What the exercise asks
Copy the data that follows, exactly and completely.

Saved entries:
//! HTTP API Client
//!
//! Functions for the analysis API and the auth API, plus the
//! `localStorage` slots the client keeps between page loads.

use gloo_net::http::{Request, RequestBuilder, Response};
use serde::de::DeserializeOwned;

use aura::analysis::{
    AnalysisResult, ErrorBody, PreventionPlan, PreventionRequest, PreventionResponse,
    RESULT_SLOT_KEY,
};
use aura::session::{
    AuthErrorBody, AuthResponse, LoginRequest, ProfileFields, RegisterRequest, Session, TOKEN_KEY,
};

/// Default analysis API base URL
pub const DEFAULT_ANALYSIS_BASE: &str = "http://localhost:8000";

/// Default auth API base URL
pub const DEFAULT_AUTH_BASE: &str = "http://localhost:5000/api";

const ANALYSIS_URL_KEY: &str = "aura_analysis_url";
const AUTH_URL_KEY: &str = "aura_auth_url";

// ============ Local storage ============

fn storage() -> Option<web_sys::Storage> {
    web_sys::window()?.local_storage().ok()?
}

fn read_item(key: &str) -> Option<String> {
    storage()?.get_item(key).ok()?
}

fn write_item(key: &str, value: &str) -> Result<(), String> {
    let storage = storage().ok_or_else(|| "localStorage is unavailable".to_string())?;
    storage.set_item(key, value).map_err(|_| {
        web_sys::console::warn_1(&format!("Could not write {} to localStorage", key).into());
        format!("Could not write {}", key)
    })
}

fn remove_item(key: &str) {
    if let Some(storage) = storage() {
        let _ = storage.remove_item(key);
    }
}

/// Analysis API base URL from local storage, or the default
pub fn get_analysis_base() -> String {
    read_item(ANALYSIS_URL_KEY)
        .unwrap_or_else(|| DEFAULT_ANALYSIS_BASE.to_string())
        .trim_end_matches('/')
        .to_string()
}

/// Auth API base URL from local storage, or the default
pub fn get_auth_base() -> String {
    read_item(AUTH_URL_KEY)
        .unwrap_or_else(|| DEFAULT_AUTH_BASE.to_string())
        .trim_end_matches('/')
        .to_string()
}

pub fn set_analysis_base(url: &str) {
    let _ = write_item(ANALYSIS_URL_KEY, url.trim());
}

pub fn set_auth_base(url: &str) {
    let _ = write_item(AUTH_URL_KEY, url.trim());
}

pub fn load_token() -> Option<String> {
    read_item(TOKEN_KEY).filter(|t| !t.is_empty())
}

pub fn save_token(token: &str) {
    let _ = write_item(TOKEN_KEY, token);
}

pub fn clear_token() {
    remove_item(TOKEN_KEY);
}

/// Raw JSON of the latest analysis
pub fn load_result() -> Option<String> {
    read_item(RESULT_SLOT_KEY)
}

/// Overwrite the result slot
pub fn save_result(result: &AnalysisResult) -> Result<(), String> {
    let json = result.to_json().map_err(|e| e.to_string())?;
    write_item(RESULT_SLOT_KEY, &json)
}

// ============ Request plumbing ============

/// Send a request and decode a JSON success body.
///
/// Failures become the server's message when `extract` finds one in the
/// body, else `fallback`. Details go to the console.
async fn send_json<T: DeserializeOwned>(
    request: Request,
    extract: fn(&str) -> Option<String>,
    fallback: &str,
) -> Result<T, String> {
    let response = request.send().await.map_err(|e| {
        web_sys::console::error_1(&format!("Network error: {}", e).into());
        fallback.to_string()
    })?;

    if !response.ok() {
        return Err(failure_message(response, extract, fallback).await);
    }

    response.json().await.map_err(|e| {
        web_sys::console::error_1(&format!("Parse error: {}", e).into());
        fallback.to_string()
    })
}

async fn failure_message(
    response: Response,
    extract: fn(&str) -> Option<String>,
    fallback: &str,
) -> String {
    let status = response.status();
    let body = response.text().await.unwrap_or_default();
    web_sys::console::warn_1(&format!("Request failed with status {}", status).into());
    extract(&body).unwrap_or_else(|| fallback.to_string())
}

fn build(builder: Result<Request, gloo_net::Error>, fallback: &str) -> Result<Request, String> {
    builder.map_err(|e| {
        web_sys::console::error_1(&format!("Request build error: {}", e).into());
        fallback.to_string()
    })
}

fn with_token(builder: RequestBuilder, token: &str) -> RequestBuilder {
    builder.header("Authorization", &format!("Bearer {}", token))
}

// ============ Analysis API ============

/// Upload a genomic file as multipart field `file`
pub async fn predict_risk(file: &web_sys::File, fallback: &str) -> Result<AnalysisResult, String> {
    let form = web_sys::FormData::new().map_err(|_| fallback.to_string())?;
    form.append_with_blob_and_filename("file", file, &file.name())
        .map_err(|_| fallback.to_string())?;

    let request = build(
        Request::post(&format!("{}/predict_risk", get_analysis_base())).body(form),
        fallback,
    )?;
    send_json(request, ErrorBody::message_from, fallback).await
}

/// Fetch the prevention plan for one risk
pub async fn prevention_plan(body: &PreventionRequest) -> Result<PreventionPlan, String> {
    const FALLBACK: &str = "Unable to load prevention plan";

    let request = build(
        Request::post(&format!("{}/personalized_prevention", get_analysis_base())).json(body),
        FALLBACK,
    )?;
    let response: PreventionResponse = send_json(request, ErrorBody::message_from, FALLBACK).await?;
    Ok(response.personalized_plan)
}

// ============ Auth API ============

pub async fn login(body: &LoginRequest, fallback: &str) -> Result<AuthResponse, String> {
    let request = build(
        Request::post(&format!("{}/auth/login", get_auth_base())).json(body),
        fallback,
    )?;
    send_json(request, AuthErrorBody::message_from, fallback).await
}

pub async fn register(body: &RegisterRequest, fallback: &str) -> Result<AuthResponse, String> {
    let request = build(
        Request::post(&format!("{}/auth/register", get_auth_base())).json(body),
        fallback,
    )?;
    send_json(request, AuthErrorBody::message_from, fallback).await
}

/// Why the saved token could not be resolved
#[derive(Debug, Clone, PartialEq)]
pub struct CurrentUserError {
    /// HTTP status when the auth API answered
    pub status: Option<u16>,
    pub message: String,
}

/// Resolve the user behind a saved token
pub async fn current_user(token: &str) -> Result<Session, CurrentUserError> {
    const FALLBACK: &str = "Session expired";
    let unanswered = |message: String| CurrentUserError { status: None, message };

    let request = build(
        with_token(Request::get(&format!("{}/auth/me", get_auth_base())), token).build(),
        FALLBACK,
    )
    .map_err(unanswered)?;

    let response = request.send().await.map_err(|e| unanswered(e.to_string()))?;
    if !response.ok() {
        let status = response.status();
        return Err(CurrentUserError {
            status: Some(status),
            message: failure_message(response, AuthErrorBody::message_from, FALLBACK).await,
        });
    }

    response.json().await.map_err(|e| unanswered(e.to_string()))
}

pub async fn update_profile(
    token: &str,
    fields: &ProfileFields,
    fallback: &str,
) -> Result<Session, String> {
    let request = build(
        with_token(Request::put(&format!("{}/auth/profile", get_auth_base())), token).json(fields),
        fallback,
    )?;
    send_json(request, AuthErrorBody::message_from, fallback).await
}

Answer for this exercise
//! HTTP API Client
//!
//! Functions for the analysis API and the auth API, plus the
//! `localStorage` slots the client keeps between page loads.

use gloo_net::http::{Request, RequestBuilder, Response};
use serde::de::DeserializeOwned;

use aura::analysis::{
    AnalysisResult, ErrorBody, PreventionPlan, PreventionRequest, PreventionResponse,
    RESULT_SLOT_KEY,
};
use aura::session::{
    AuthErrorBody, AuthResponse, LoginRequest, ProfileFields, RegisterRequest, Session, TOKEN_KEY,
};

/// Default analysis API base URL
pub const DEFAULT_ANALYSIS_BASE: &str = "http://localhost:8000";

/// Default auth API base URL
pub const DEFAULT_AUTH_BASE: &str = "http://localhost:5000/api";

const ANALYSIS_URL_KEY: &str = "aura_analysis_url";
const AUTH_URL_KEY: &str = "aura_auth_url";

// ============ Local storage ============

fn storage() -> Option<web_sys::Storage> {
    web_sys::window()?.local_storage().ok()?
}

fn read_item(key: &str) -> Option<String> {
    storage()?.get_item(key).ok()?
}

fn write_item(key: &str, value: &str) -> Result<(), String> {
    let storage = storage().ok_or_else(|| "localStorage is unavailable".to_string())?;
    storage.set_item(key, value).map_err(|_| {
        web_sys::console::warn_1(&format!("Could not write {} to localStorage", key).into());
        format!("Could not write {}", key)
    })
}

fn remove_item(key: &str) {
    if let Some(storage) = storage() {
        let _ = storage.remove_item(key);
    }
}

/// Analysis API base URL from local storage, or the default
pub fn get_analysis_base() -> String {
    read_item(ANALYSIS_URL_KEY)
        .unwrap_or_else(|| DEFAULT_ANALYSIS_BASE.to_string())
        .trim_end_matches('/')
        .to_string()
}

/// Auth API base URL from local storage, or the default
pub fn get_auth_base() -> String {
    read_item(AUTH_URL_KEY)
        .unwrap_or_else(|| DEFAULT_AUTH_BASE.to_string())
        .trim_end_matches('/')
        .to_string()
}

pub fn set_analysis_base(url: &str) {
    let _ = write_item(ANALYSIS_URL_KEY, url.trim());
}

pub fn set_auth_base(url: &str) {
    let _ = write_item(AUTH_URL_KEY, url.trim());
}

pub fn load_token() -> Option<String> {
    read_item(TOKEN_KEY).filter(|t| !t.is_empty())
}

pub fn save_token(token: &str) {
    let _ = write_item(TOKEN_KEY, token);
}

pub fn clear_token() {
    remove_item(TOKEN_KEY);
}

/// Raw JSON of the latest analysis
pub fn load_result() -> Option<String> {
    read_item(RESULT_SLOT_KEY)
}

/// Overwrite the result slot
pub fn save_result(result: &AnalysisResult) -> Result<(), String> {
    let json = result.to_json().map_err(|e| e.to_string())?;
    write_item(RESULT_SLOT_KEY, &json)
}

// ============ Request plumbing ============

/// Send a request and decode a JSON success body.
///
/// Failures become the server's message when `extract` finds one in the
/// body, else `fallback`. Details go to the console.
async fn send_json<T: DeserializeOwned>(
    request: Request,
    extract: fn(&str) -> Option<String>,
    fallback: &str,
) -> Result<T, String> {
    let response = request.send().await.map_err(|e| {
        web_sys::console::error_1(&format!("Network error: {}", e).into());
        fallback.to_string()
    })?;

    if !response.ok() {
        return Err(failure_message(response, extract, fallback).await);
    }

    response.json().await.map_err(|e| {
        web_sys::console::error_1(&format!("Parse error: {}", e).into());
        fallback.to_string()
    })
}

async fn failure_message(
    response: Response,
    extract: fn(&str) -> Option<String>,
    fallback: &str,
) -> String {
    let status = response.status();
    let body = response.text().await.unwrap_or_default();
    web_sys::console::warn_1(&format!("Request failed with status {}", status).into());
    extract(&body).unwrap_or_else(|| fallback.to_string())
}

fn build(builder: Result<Request, gloo_net::Error>, fallback: &str) -> Result<Request, String> {
    builder.map_err(|e| {
        web_sys::console::error_1(&format!("Request build error: {}", e).into());
        fallback.to_string()
    })
}

fn with_token(builder: RequestBuilder, token: &str) -> RequestBuilder {
    builder.header("Authorization", &format!("Bearer {}", token))
}

// ============ Analysis API ============

/// Upload a genomic file as multipart field `file`
pub async fn predict_risk(file: &web_sys::File, fallback: &str) -> Result<AnalysisResult, String> {
    let form = web_sys::FormData::new().map_err(|_| fallback.to_string())?;
    form.append_with_blob_and_filename("file", file, &file.name())
        .map_err(|_| fallback.to_string())?;

    let request = build(
        Request::post(&format!("{}/predict_risk", get_analysis_base())).body(form),
        fallback,
    )?;
    send_json(request, ErrorBody::message_from, fallback).await
}

/// Fetch the prevention plan for one risk
pub async fn prevention_plan(body: &PreventionRequest) -> Result<PreventionPlan, String> {
    const FALLBACK: &str = "Unable to load prevention plan";

    let request = build(
        Request::post(&format!("{}/personalized_prevention", get_analysis_base())).json(body),
        FALLBACK,
    )?;
    let response: PreventionResponse = send_json(request, ErrorBody::message_from, FALLBACK).await?;
    Ok(response.personalized_plan)
}

// ============ Auth API ============

pub async fn login(body: &LoginRequest, fallback: &str) -> Result<AuthResponse, String> {
    let request = build(
        Request::post(&format!("{}/auth/login", get_auth_base())).json(body),
        fallback,
    )?;
    send_json(request, AuthErrorBody::message_from, fallback).await
}

pub async fn register(body: &RegisterRequest, fallback: &str) -> Result<AuthResponse, String> {
    let request = build(
        Request::post(&format!("{}/auth/register", get_auth_base())).json(body),
        fallback,
    )?;
    send_json(request, AuthErrorBody::message_from, fallback).await
}

/// Why the saved token could not be resolved
#[derive(Debug, Clone, PartialEq)]
pub struct CurrentUserError {
    /// HTTP status when the auth API answered
    pub status: Option<u16>,
    pub message: String,
}

/// Resolve the user behind a saved token
pub async fn current_user(token: &str) -> Result<Session, CurrentUserError> {
    const FALLBACK: &str = "Session expired";
    let unanswered = |message: String| CurrentUserError { status: None, message };

    let request = build(
        with_token(Request::get(&format!("{}/auth/me", get_auth_base())), token).build(),
        FALLBACK,
    )
    .map_err(unanswered)?;

    let response = request.send().await.map_err(|e| unanswered(e.to_string()))?;
    if !response.ok() {
        let status = response.status();
        return Err(CurrentUserError {
            status: Some(status),
            message: failure_message(response, AuthErrorBody::message_from, FALLBACK).await,
        });
    }

    response.json().await.map_err(|e| unanswered(e.to_string()))
}

pub async fn update_profile(
    token: &str,
    fields: &ProfileFields,
    fallback: &str,
) -> Result<Session, String> {
    let request = build(
        with_token(Request::put(&format!("{}/auth/profile", get_auth_base())), token).json(fields),
        fallback,
    )?;
    send_json(request, AuthErrorBody::message_from, fallback).await
}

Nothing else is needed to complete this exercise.